Elastic Productivity Tools

Link post

Like most tech bros, I’m a little too interested in productivity and optimizing my life. I’ve even made a few of my own tools to help me stay focused and efficient. In the process of trying to find and build the best productivity tools possible, I discovered common elements among all the productivity tools I found most effective.

I call such tools elastic, because of their similarities to rubber bands. And so, elastic tools

  • stretch, meaning that they’re designed to allow for some leeway

  • snap back, i.e. after stretching they automatically go back to their intended form

  • don’t break, in the sense that you can never stretch them too far

Elastic tools are a marked improvement over standard tools, which typically

  • are brittle, allowing no leeway

  • don’t help you get back on track

  • end up getting ditched

Inelastic Tool Examples

Freedom: gives no way of getting out of a focus session, so when I really needed to access a blocked app I would disable it, and it would take me days to re-enable it.

Blocklist: when I needed to go to a blocked site, it gave me no choice but to disable it.

I had 3 tasks in the windows task scheduler that would shut my computer down at 9, 10, and 11pm respectively in an attempt to enforce a consistent bedtime. However, when I knew I needed to get work done I would disable them, and then go to bed at 2am the days following that, until I would turn them back on.

Elastic Tool Examples

After Freedom didn’t work out for me, I switched to LockMeOut, where I could pay $2 to unlock it for the day. Unlocking for the day is a little too much for my taste, but much better than disabling it altogether.

As for Blocklist, I made my own alternative, where if you really want to go on a blocked website, you have to effectively stare at your screen for ~1 minute. After that, you can go on previously blocked websites for ~1 hour, after which it blocks the websites again. I found that a little bit of boredom is the perfect amount of deterrent.

To replace my shutdown tasks, I made my own tool to shut down my computer every 30 minutes after 9pm. If I need to do work, I can skip the next shutdown. This effectively gives me a maximum of 30 minutes to slack off after I finish working before my computer shuts down.

Things That Should Be Made Elastic

All my lights are connected to smart plugs, which I schedule to turn on at 7am (and off at 9pm) with Alexa. However, sometimes I really need to sleep in, so I adjust the schedule to turn on at 10am, but then I usually forget/​am too lazy to set it back to 7am, resulting in sleeping/​lying in bed too much. An elastic solution would allow me to change my wakeup time for a day, and automatically revert back to my normal schedule.

“States” on my phone, like grayscale and do not disturb would ideally be elastic too.
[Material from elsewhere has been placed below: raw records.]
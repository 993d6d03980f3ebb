#![forbid(unsafe_code)]
//! Bounded FD caches and the subvolume-path resolver.
//!
//! Translates `root` and `(root, ino)` to open file descriptors by
//! walking root backrefs and inode paths, and memoizes the results in
//! two bounded LRU maps. Descriptor handles are reference counted by
//! the [`VfsOps`] implementation; evicting or clearing a cache entry
//! drops the handle, which closes the descriptor once the last user is
//! done with it.
//!
//! Both caches must be cleared on every transid change so the kernel
//! can reap snapshots the daemon would otherwise pin open; the roots
//! coordinator drives that through [`CachePurge`].

use parking_lot::Mutex;
use std::collections::{BTreeMap, HashMap};
use std::hash::Hash;
use std::sync::Arc;
use std::sync::atomic::{AtomicU64, Ordering};
use sweep_error::{Result, SweepError};
use sweep_tree::TreeSearch;
use sweep_types::{FIRST_FREE_OBJECTID, FS_TREE_OBJECTID, FileId, InodeNum, ROOT_TREE_OBJECTID, RootId};
use tracing::{debug, info, warn};

// ── LRU map ─────────────────────────────────────────────────────────────────

#[derive(Debug)]
struct LruEntry<V> {
    value: V,
    seq: u64,
}

/// Bounded associative cache with least-recently-used eviction.
///
/// Two indexes kept in lockstep: the value map and an access-ordered
/// sequence index. Evicted values are dropped by the caller's scope.
#[derive(Debug)]
pub struct LruMap<K, V> {
    capacity: usize,
    next_seq: u64,
    map: HashMap<K, LruEntry<V>>,
    order: BTreeMap<u64, K>,
}

impl<K: Eq + Hash + Clone, V> LruMap<K, V> {
    #[must_use]
    pub fn new(capacity: usize) -> Self {
        Self {
            capacity: capacity.max(1),
            next_seq: 0,
            map: HashMap::new(),
            order: BTreeMap::new(),
        }
    }

    fn touch(&mut self, key: &K) {
        if let Some(entry) = self.map.get_mut(key) {
            self.order.remove(&entry.seq);
            entry.seq = self.next_seq;
            self.order.insert(self.next_seq, key.clone());
            self.next_seq += 1;
        }
    }

    pub fn get(&mut self, key: &K) -> Option<&V> {
        if self.map.contains_key(key) {
            self.touch(key);
        }
        self.map.get(key).map(|entry| &entry.value)
    }

    /// Insert, evicting the least recently used entries down to capacity.
    /// Returns the number of evictions.
    pub fn insert(&mut self, key: K, value: V) -> usize {
        if let Some(old) = self.map.remove(&key) {
            self.order.remove(&old.seq);
        }
        let seq = self.next_seq;
        self.next_seq += 1;
        self.map.insert(key.clone(), LruEntry { value, seq });
        self.order.insert(seq, key);

        let mut evicted = 0;
        while self.map.len() > self.capacity {
            let Some((&oldest_seq, _)) = self.order.iter().next() else {
                break;
            };
            if let Some(oldest_key) = self.order.remove(&oldest_seq) {
                self.map.remove(&oldest_key);
                evicted += 1;
            }
        }
        evicted
    }

    pub fn clear(&mut self) {
        self.map.clear();
        self.order.clear();
    }

    #[must_use]
    pub fn len(&self) -> usize {
        self.map.len()
    }

    #[must_use]
    pub fn is_empty(&self) -> bool {
        self.map.is_empty()
    }
}

// ── Filesystem surface ──────────────────────────────────────────────────────

/// The slice of filesystem operations the resolver needs. The real
/// implementation wraps the mount FD and the inode-path/open syscalls;
/// tests provide an in-memory fake.
pub trait VfsOps: Send + Sync {
    /// Shared descriptor handle. Cloning shares the underlying
    /// descriptor; dropping the last clone closes it.
    type Fd: Clone + Send + Sync + 'static;

    /// Descriptor for the filesystem tree root (the mount point).
    fn mount_fd(&self) -> Self::Fd;

    /// Paths of `ino` relative to the subvolume containing `dir`.
    fn ino_paths(&self, dir: &Self::Fd, ino: InodeNum) -> Result<Vec<String>>;

    /// Open a directory named `path` relative to `dir`.
    fn open_dir_at(&self, dir: &Self::Fd, path: &str) -> Result<Self::Fd>;

    /// Open a file read-only at `path` relative to `dir`. Read-only is
    /// deliberate: the clone-range ioctl does not need write access, and
    /// a writable descriptor would block exec of the file.
    fn open_file_at(&self, dir: &Self::Fd, path: &str) -> Result<Self::Fd>;

    /// Subvolume id the descriptor lives in.
    fn root_of(&self, fd: &Self::Fd) -> Result<RootId>;

    /// Inode number of the descriptor.
    fn inode_of(&self, fd: &Self::Fd) -> Result<InodeNum>;

    /// Device id, for same-filesystem verification.
    fn device_of(&self, fd: &Self::Fd) -> Result<u64>;

    /// True if the inode carries the no-cow attribute. The kernel
    /// rejects dedupe between datasum and nodatasum inodes, so no-cow
    /// files are excluded entirely.
    fn is_nocow(&self, fd: &Self::Fd) -> Result<bool>;
}

/// Clear hook the transid watcher calls on every generation change.
pub trait CachePurge: Send + Sync {
    fn purge(&self);
}

// ── Stats ───────────────────────────────────────────────────────────────────

/// Monotone event counters for the cache and resolver.
#[derive(Debug, Default)]
pub struct FdCacheStats {
    pub root_hit: AtomicU64,
    pub root_miss: AtomicU64,
    pub root_fail: AtomicU64,
    pub ino_hit: AtomicU64,
    pub ino_miss: AtomicU64,
    pub tmpfile_hit: AtomicU64,
    pub evictions: AtomicU64,
    pub lookup_enoent: AtomicU64,
    pub lookup_error: AtomicU64,
    pub wrong_ino: AtomicU64,
    pub wrong_root: AtomicU64,
    pub wrong_dev: AtomicU64,
    pub wrong_flags: AtomicU64,
    pub no_path: AtomicU64,
}

/// Point-in-time copy of [`FdCacheStats`].
#[derive(Debug, Clone, Copy, PartialEq, Eq, Default)]
pub struct FdCacheSnapshot {
    pub root_hit: u64,
    pub root_miss: u64,
    pub root_fail: u64,
    pub ino_hit: u64,
    pub ino_miss: u64,
    pub tmpfile_hit: u64,
    pub evictions: u64,
    pub lookup_enoent: u64,
    pub lookup_error: u64,
    pub wrong_ino: u64,
    pub wrong_root: u64,
    pub wrong_dev: u64,
    pub wrong_flags: u64,
    pub no_path: u64,
}

impl FdCacheStats {
    fn bump(counter: &AtomicU64) {
        counter.fetch_add(1, Ordering::Relaxed);
    }

    #[must_use]
    pub fn snapshot(&self) -> FdCacheSnapshot {
        FdCacheSnapshot {
            root_hit: self.root_hit.load(Ordering::Relaxed),
            root_miss: self.root_miss.load(Ordering::Relaxed),
            root_fail: self.root_fail.load(Ordering::Relaxed),
            ino_hit: self.ino_hit.load(Ordering::Relaxed),
            ino_miss: self.ino_miss.load(Ordering::Relaxed),
            tmpfile_hit: self.tmpfile_hit.load(Ordering::Relaxed),
            evictions: self.evictions.load(Ordering::Relaxed),
            lookup_enoent: self.lookup_enoent.load(Ordering::Relaxed),
            lookup_error: self.lookup_error.load(Ordering::Relaxed),
            wrong_ino: self.wrong_ino.load(Ordering::Relaxed),
            wrong_root: self.wrong_root.load(Ordering::Relaxed),
            wrong_dev: self.wrong_dev.load(Ordering::Relaxed),
            wrong_flags: self.wrong_flags.load(Ordering::Relaxed),
            no_path: self.no_path.load(Ordering::Relaxed),
        }
    }
}

// ── FD cache ────────────────────────────────────────────────────────────────

/// Default capacity of the `root → Fd` cache.
pub const DEFAULT_ROOT_CAPACITY: usize = 1024;
/// Default capacity of the `(root, ino) → Fd` cache.
pub const DEFAULT_INO_CAPACITY: usize = 16384;

/// Bounded cache over the path resolver.
pub struct FdCache<V: VfsOps> {
    vfs: Arc<V>,
    tree: Arc<dyn TreeSearch>,
    roots: Mutex<LruMap<RootId, V::Fd>>,
    inos: Mutex<LruMap<FileId, V::Fd>>,
    /// Registered temporary files, returned unconditionally and never
    /// evicted by `clear`.
    tmpfiles: Mutex<HashMap<FileId, V::Fd>>,
    stats: FdCacheStats,
}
If I needed to look at a photo or be open to phone calls for a few minutes, ideally I would turn them off, and after a set amount of time they would turn back on.

The general problem of maintaining habits is elastic in nature: you want to push people towards maintaining habits, allow them to break those habits when truly necessary, and make it easy for them to pick the habit back up.

More Elasticity, Less Breaking

If you build or have thought of building productivity tools, please make them elastic! For everyone else, hopefully now you have a framework to assess the effectiveness of potential tools.

More

https://​​www.benkuhn.net/​​zero/​​

I tried to use various things to block distracting websites, but I always ended up turning them off “for a little bit” to look at something they were blocking and, uh, “forgetting” to turn them back on.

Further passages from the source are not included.